A thistle cannot grow.”

– Frances Hodgson Burnett, The Secret Garden

By Dena Mellick, Contributor

It used to be an illegal cement dumping ground.

Now neighbors call it their hidden gem.

Kirkwood’s Urban Forest Preserve is the neighborhood’s own secret garden, tucked away in the midst of the city.

“Because of its visual separation from everything urban, it has an oasis quality,” said Earl Williamson, the environmental chair for the Kirkwood Neighbors’ Organization (KNO).

The urban oasis consists of 7.5 acres of land, and the Audubon Society has certified it as a Wildlife Sanctuary. It includes a butterfly meadow of native Georgia grasses, a fruit and nut orchard, a lush pond, and a community garden.

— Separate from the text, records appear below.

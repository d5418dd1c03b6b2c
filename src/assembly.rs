use std::io::{BufRead, Write};

use bstr::BString;

#[cfg(feature = "serde1")]
use serde::{Deserialize, Serialize};

use crate::{
    builder::{BuildStats, OverlapGraphBuilder, RecordOutcome},
    contig::ContigSynthesizer,
    error::{AssemblyResult, GraphInconsistency},
    linearize::{linearize, LinearizeReport},
    parser::{ParserTolerance, SAMParser, SAMReader},
    sequence::Orientation,
    store::SequenceStore,
    walker::next_path,
    writer::write_contig,
};

/// Parameters of an assembly run
#[derive(Debug, Clone, PartialEq)]
pub struct AssemblyConfig {
    /// Clips shorter than this still count as reaching the fragment end
    pub term_ignore_length: u32,
    /// Optional field holding the alignment score
    pub score_tag: [u8; 2],
    pub tolerance: ParserTolerance,
    pub contig_prefix: String,
}

impl Default for AssemblyConfig {
    fn default() -> Self {
        AssemblyConfig {
            term_ignore_length: 20,
            score_tag: *b"AS",
            tolerance: ParserTolerance::Safe,
            contig_prefix: String::from("contig"),
        }
    }
}

impl AssemblyConfig {
    pub fn with_term_ignore_length(mut self, len: u32) -> Self {
        self.term_ignore_length = len;
        self
    }

    pub fn with_score_tag(mut self, tag: [u8; 2]) -> Self {
        self.score_tag = tag;
        self
    }

    pub fn with_tolerance(mut self, tolerance: ParserTolerance) -> Self {
        self.tolerance = tolerance;
        self
    }

    pub fn with_contig_prefix<S: Into<String>>(mut self, prefix: S) -> Self {
        self.contig_prefix = prefix.into();
        self
    }

    fn sam_parser(&self) -> SAMParser {
        SAMParser::new()
            .with_score_tag(self.score_tag)
            .with_tolerance(self.tolerance)
    }
}

#[derive(Debug, Clone, PartialEq)]
#[cfg_attr(feature = "serde1", derive(Serialize, Deserialize))]
pub struct ContigSummary {
    pub name: BString,
    pub length: usize,
    pub members: Vec<(BString, Orientation)>,
}

/// Everything an assembly run has to say besides the contigs
/// themselves.
#[derive(Default, Debug, Clone, PartialEq)]
#[cfg_attr(feature = "serde1", derive(Serialize, Deserialize))]
pub struct AssemblyReport {
    pub build: BuildStats,
    pub linearize: LinearizeReport,
    pub contigs: Vec<ContigSummary>,
}

impl AssemblyReport {
    /// Save the report to a JSON file.
    #[cfg(feature = "serde1")]
    pub fn save_json<P: AsRef<std::path::Path>>(
        &self,
        path: P,
    ) -> std::io::Result<()> {
        use std::{fs::File, io::BufWriter};
        let file = File::create(path.as_ref())?;
        let writer = BufWriter::new(file);
        serde_json::to_writer_pretty(writer, self)?;
        Ok(())
    }

    /// Load a report from a JSON file.
    #[cfg(feature = "serde1")]
    pub fn load_json<P: AsRef<std::path::Path>>(
        path: P,
    ) -> std::io::Result<Self> {
        use std::{fs::File, io::BufReader};
        let file = File::open(path.as_ref())?;
        let reader = BufReader::new(file);
        let report = serde_json::from_reader(reader)?;
        Ok(report)
    }

    pub fn total_length(&self) -> usize {
        self.contigs.iter().map(|c| c.length).sum()
    }
}

/// Assembles the fragments in `store` using the SAM alignments read
/// from `alignments`, writing one record per contig to `out`.
///
/// Fragments missing from the SAM header are still assembled, as
/// contigs of their own. An alignment against a fragment known to
/// neither the header nor the store is fatal. Nothing is written to
/// `out` unless every path could be synthesized.
pub fn assemble<R, W>(
    alignments: R,
    store: &SequenceStore,
    config: &AssemblyConfig,
    out: &mut W,
) -> AssemblyResult<AssemblyReport>
where
    R: BufRead,
    W: Write,
{
    let reader = SAMReader::new(alignments, config.sam_parser())?;

    let mut lengths = reader.lengths().clone();
    for fragment in store.iter() {
        match lengths.get(&fragment.id) {
            Some(len) if len != fragment.len() => log::warn!(
                "Fragment {} is {} bases long but the header says {}",
                fragment.id,
                fragment.len(),
                len
            ),
            Some(_) => (),
            None => {
                lengths.insert(fragment.id.clone(), fragment.len());
            }
        }
    }

    let mut builder =
        OverlapGraphBuilder::new(lengths, config.term_ignore_length as usize);
    for record in reader {
        let record = record?;
        if builder.push(&record) == RecordOutcome::UnknownReference {
            return Err(GraphInconsistency::UnknownFragment(
                record.reference_name,
            )
            .into());
        }
    }
    let (mut graph, build) = builder.finish();

    let linearize = linearize(&mut graph)?;

    let synthesizer = ContigSynthesizer::new(store);
    let mut contigs = Vec::new();
    let mut summaries = Vec::new();

    loop {
        let path = next_path(&graph)?;
        if path.is_empty() {
            break;
        }

        let mut contig = synthesizer.synthesize(&graph, &path)?;
        let serial = summaries.len() + 1;
        contig.record.id =
            BString::from(format!("{}{}", config.contig_prefix, serial));

        log::info!(
            "{}: {} fragments, {} bases",
            contig.record.id,
            contig.members.len(),
            contig.len()
        );

        for v in path.iter() {
            graph.remove_vertex(v);
        }

        summaries.push(ContigSummary {
            name: contig.record.id.clone(),
            length: contig.len(),
            members: contig.members.clone(),
        });
        contigs.push(contig);
    }

    for contig in contigs.iter() {
        write_contig(contig, store.format(), out)?;
    }

    let report = AssemblyReport {
        build,
        linearize,
        contigs: summaries,
    };
    log::info!(
        "Assembled {} contigs totalling {} bases",
        report.contigs.len(),
        report.total_length()
    );
    Ok(report)
}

The hidden preserve didn’t just appear out of nowhere. It’s the result of thousands of volunteer work hours. The City of Atlanta acquired the land through the Georgia Greenspace Program and a Georgia Forestry Commission program around 2005.

The butterfly meadow was built on a plateau of thousands of tons of illegally dumped concrete scrap.

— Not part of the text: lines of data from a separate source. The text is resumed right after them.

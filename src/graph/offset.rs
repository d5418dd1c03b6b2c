#[cfg(feature = "serde1")]
use serde::{Deserialize, Serialize};

/// Selects the part of a fragment lying outside an overlap. The sign
/// says which end the selection is anchored to: non-negative lengths
/// count from the 5' end, negative ones from the 3' end.
///
/// * `Single(n)` is the first `n` bases, `Single(-n)` the last `n`.
/// * `Range(s, n)` is `n` bases starting `s` in from the 5' end;
///   `Range(s, -n)` is `n` bases ending `s` in from the 3' end.
///
/// Negating an offset mirrors it onto the reverse complement of the
/// fragment.
#[derive(Debug, Clone, Copy, PartialEq, Eq, Hash)]
#[cfg_attr(feature = "serde1", derive(Serialize, Deserialize))]
pub enum Offset {
    Single(i64),
    Range(i64, i64),
}

impl Offset {
    pub fn negated(self) -> Self {
        match self {
            Offset::Single(v) => Offset::Single(-v),
            Offset::Range(s, l) => Offset::Range(-s, -l),
        }
    }

    /// Half-open byte bounds of the selection within a sequence of
    /// length `len`, clamped to the sequence.
    ///
    /// ```
    /// use olc::graph::Offset;
    ///
    /// assert_eq!(Offset::Single(-4).bounds(8), (4, 8));
    /// assert_eq!(Offset::Range(0, 4).bounds(8), (0, 4));
    /// assert_eq!(Offset::Range(0, 4).negated().bounds(8), (4, 8));
    /// ```
    pub fn bounds(&self, len: usize) -> (usize, usize) {
        let clamp = |v: i64| (v.unsigned_abs() as usize).min(len);
        match *self {
            Offset::Single(v) if v >= 0 => (0, clamp(v)),
            Offset::Single(v) => (len - clamp(v), len),
            Offset::Range(s, l) if l >= 0 => {
                let start = clamp(s);
                (start, (start + clamp(l)).min(len))
            }
            Offset::Range(s, l) => {
                let end = len - clamp(s);
                (end.saturating_sub(clamp(l)), end)
            }
        }
    }

    /// Number of bases the offset selects from a sequence of length
    /// `len`.
    pub fn selected_len(&self, len: usize) -> usize {
        let (start, end) = self.bounds(len);
        end - start
    }
}

impl std::fmt::Display for Offset {
    fn fmt(&self, f: &mut std::fmt::Formatter<'_>) -> std::fmt::Result {
        match self {
            Offset::Single(v) => write!(f, "({})", v),
            Offset::Range(s, l) => write!(f, "({}, {})", s, l),
        }
    }
}

#[cfg(test)]
mod tests {
    use super::*;

    #[test]
    fn negation_mirrors() {
        let len = 10;
        let offsets = [
            Offset::Single(3),
            Offset::Single(-3),
            Offset::Range(0, 6),
            Offset::Range(2, 3),
            Offset::Range(2, -3),
        ];
        for off in offsets.iter() {
            let (s, e) = off.bounds(len);
            let (ns, ne) = off.negated().bounds(len);
            assert_eq!((ns, ne), (len - e, len - s), "{}", off);
        }
    }

    #[test]
    fn zero_selects_nothing() {
        assert_eq!(Offset::Single(0).selected_len(5), 0);
        assert_eq!(Offset::Single(0).negated().selected_len(5), 0);
        assert_eq!(Offset::Range(0, 0).selected_len(5), 0);
    }

    #[test]
    fn clamped_to_sequence() {
        assert_eq!(Offset::Single(12).bounds(5), (0, 5));
        assert_eq!(Offset::Range(3, 12).bounds(5), (3, 5));
        assert_eq!(Offset::Range(9, -2).bounds(5), (0, 0));
    }
}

“We created a meadow by around 800 cubic yards of wood chips. Another 50 cubic yards of compost. Some natural silt,” Williamson said. “We kind of mixed everything together, spread it out, and let the wood chips rot for close to a year. That turned into soil, and then we planted using plugs, and that’s why we have a meadow instead of a rock plateau.”

Around the edges of the plateau are terraced walls created from recycled concrete scrap topped by a stone throne fit for an elven king.

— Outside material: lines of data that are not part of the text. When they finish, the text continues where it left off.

pub mod orientation;

pub use self::orientation::*;

use bstr::{BString, ByteSlice};

use crate::graph::Offset;

/// Complement lookup over the IUPAC nucleotide codes, case preserved;
/// every other byte maps to itself.
static COMPLEMENT: [u8; 256] = {
    let mut table = [0u8; 256];
    let mut i = 0;
    while i < 256 {
        table[i] = i as u8;
        i += 1;
    }

    let pairs: [(u8, u8); 11] = [
        (b'A', b'T'),
        (b'C', b'G'),
        (b'U', b'A'),
        (b'R', b'Y'),
        (b'K', b'M'),
        (b'B', b'V'),
        (b'D', b'H'),
        (b'S', b'S'),
        (b'W', b'W'),
        (b'N', b'N'),
        (b'T', b'A'),
    ];
    let mut j = 0;
    while j < pairs.len() {
        let (a, b) = pairs[j];
        table[a as usize] = b;
        table[a.to_ascii_lowercase() as usize] = b.to_ascii_lowercase();
        if a != b'U' && a != b'T' {
            table[b as usize] = a;
            table[b.to_ascii_lowercase() as usize] = a.to_ascii_lowercase();
        }
        j += 1;
    }
    table
};

#[inline]
pub fn complement(base: u8) -> u8 {
    COMPLEMENT[base as usize]
}

/// Reverse complement a nucleotide sequence
///
/// ```
/// use olc::sequence::reverse_complement;
///
/// assert_eq!(reverse_complement(b"ACGTTTTT"), b"AAAAACGT".to_vec());
/// assert_eq!(reverse_complement(b"acgN"), b"Ncgt".to_vec());
/// ```
pub fn reverse_complement(seq: &[u8]) -> Vec<u8> {
    seq.iter().rev().map(|&b| complement(b)).collect()
}

/// An identified sequence record together with the orientation it is
/// currently read in.
#[derive(Default, Debug, Clone, PartialEq, Eq, Hash)]
pub struct Fragment {
    pub id: BString,
    pub sequence: BString,
    pub quality: Option<BString>,
    pub orientation: Orientation,
}

impl Fragment {
    pub fn new(id: &[u8], sequence: &[u8]) -> Self {
        Fragment {
            id: BString::from(id),
            sequence: BString::from(sequence),
            quality: None,
            orientation: Orientation::Forward,
        }
    }

    pub fn with_quality(mut self, quality: &[u8]) -> Self {
        self.quality = Some(BString::from(quality));
        self
    }

    pub fn len(&self) -> usize {
        self.sequence.len()
    }

    pub fn is_empty(&self) -> bool {
        self.sequence.is_empty()
    }

    /// Flips the fragment in place; calling it twice restores the
    /// original.
    pub fn reverse_complement(&mut self) {
        let seq = reverse_complement(self.sequence.as_bytes());
        self.sequence = BString::from(seq);
        if let Some(qual) = self.quality.as_mut() {
            qual.reverse();
        }
        self.orientation = self.orientation.flip();
    }

    /// Extracts the part of the fragment selected by `offset`, keeping
    /// the identifier and orientation.
    pub fn substr_seq(&self, offset: &Offset) -> Fragment {
        let (start, end) = offset.bounds(self.len());
        Fragment {
            id: self.id.clone(),
            sequence: BString::from(&self.sequence[start..end]),
            quality: self
                .quality
                .as_ref()
                .map(|q| BString::from(&q[start..end])),
            orientation: self.orientation,
        }
    }

    /// Produces a new record extending this one with `other`. Qualities
    /// survive only if both sides carry them.
    pub fn concat(&self, other: &Fragment) -> Fragment {
        let mut sequence = self.sequence.clone();
        sequence.extend_from_slice(other.sequence.as_bytes());

        let quality = match (&self.quality, &other.quality) {
            (Some(a), Some(b)) => {
                let mut qual = a.clone();
                qual.extend_from_slice(b.as_bytes());
                Some(qual)
            }
            _ => None,
        };

        Fragment {
            id: self.id.clone(),
            sequence,
            quality,
            orientation: self.orientation,
        }
    }
}

#[cfg(test)]
mod tests {
    use super::*;

    #[test]
    fn reverse_complement_in_place() {
        let mut frag = Fragment::new(b"f", b"AACGTN").with_quality(b"ABCDEF");
        frag.reverse_complement();
        assert_eq!(frag.sequence, "NACGTT");
        assert_eq!(frag.quality.as_ref().unwrap(), "FEDCBA");
        assert_eq!(frag.orientation, Orientation::Backward);

        frag.reverse_complement();
        assert_eq!(frag.sequence, "AACGTN");
        assert_eq!(frag.orientation, Orientation::Forward);
    }

    #[test]
    fn iupac_complements() {
        assert_eq!(reverse_complement(b"RYKMBVDHSWU"), b"AWSDHBVKMRY".to_vec());
    }

    #[test]
    fn substr_by_offset() {
        let frag = Fragment::new(b"f", b"ACGTTTTT").with_quality(b"01234567");

        let tail = frag.substr_seq(&Offset::Single(-4));
        assert_eq!(tail.sequence, "TTTT");
        assert_eq!(tail.quality.unwrap(), "4567");

        let head = frag.substr_seq(&Offset::Single(3));
        assert_eq!(head.sequence, "ACG");

        let prefix = frag.substr_seq(&Offset::Range(0, 2));
        assert_eq!(prefix.sequence, "AC");

        let suffix = frag.substr_seq(&Offset::Range(0, -2));
        assert_eq!(suffix.sequence, "TT");

        let nothing = frag.substr_seq(&Offset::Single(0));
        assert!(nothing.is_empty());

        let clamped = frag.substr_seq(&Offset::Single(-40));
        assert_eq!(clamped.sequence, frag.sequence);
    }

    #[test]
    fn concat_extends() {
        let a = Fragment::new(b"a", b"ACGTACGT");
        let b = Fragment::new(b"b", b"TTTT");
        let ab = a.concat(&b);
        assert_eq!(ab.id, "a");
        assert_eq!(ab.sequence, "ACGTACGTTTTT");
        assert!(ab.quality.is_none());
        assert_eq!(ab.len(), a.len() + b.len());
    }
}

Less mythical than practical, the terrace helps guide erosion run-off out of the garden. Similarly, the tropical-looking pond acts as a catch basin to hold water that was causing erosion.

On the other side of the plateau is a newly-built covered pavilion.

Volunteer Roby Greenwald came up with the design based on his work with the Peace Corps. He said contractor designs fell through because of the challenges created by that bed of scrap concrete.

“That took a lot of work … but it really increases the usability of the park for gathering, so I’m really proud of that,” Greenwald said.

Hooks in the shaded structure beckon for someone to hang a hammock on a sunny weekend day.

Williamson said Trees Atlanta has been a major partner in transforming the nature preserve, helping to create the butterfly meadow and recently planting some 300 to 400 trees and shrubs in the forest space. The forest was also used as an illegal dumping ground before the volunteers started tending it.

“Some of the things we‘ve cleared out of here have been the front-end clip to a ton-and-a-half truck, a blown safe – those are our two great archaeological digs,” Williamson said.

While the Kirkwood Urban Forest has improved much from the overgrown mess that it was, organizers still have many plans for the preserve.

A pedestrian bridge over Hardee Creek is in the works that would provide access from Clay and Rogers Streets.

And organizers want to create a network of trails through the forest so community members can walk their dogs. But they also want the community to know about the many resources that are already available – like the community garden that was installed in 2010 with help from Park Pride.

“We want to provide a resource for community members who don’t have access to a garden spot in their own yard or perhaps they don’t have a yard because they live in an apartment,” Greenwald said. “Or perhaps they have a yard that is shaded by the magnificent canopy we have in Atlanta and they can’t grow a garden in their own yard. So we have a plot here they can easily access.”

Greenwald said another project in the works will make this secret garden less of a secret

“Eventually there will be a sign there that announces it’s the entrance to the park … and people will realize that is a park there,” Greenwald said.

Additional Kirkwood garden expansions include the Wylde Center’s plans for another community garden.

It comes as conversations ramp up in neighboring Decatur about the importance of greenspace. The proposed high school expansion plans include bulldozing the DHS Community Garden, to some community members’ dismay.

Both Williamson and Greenwald have seen the importance of greenspace in Kirkwood. They say they’ve witnessed how the Kirkwood Urban Forest has brought the community together as neighbors worked side by side to transform a previous cement dump into a hidden gem.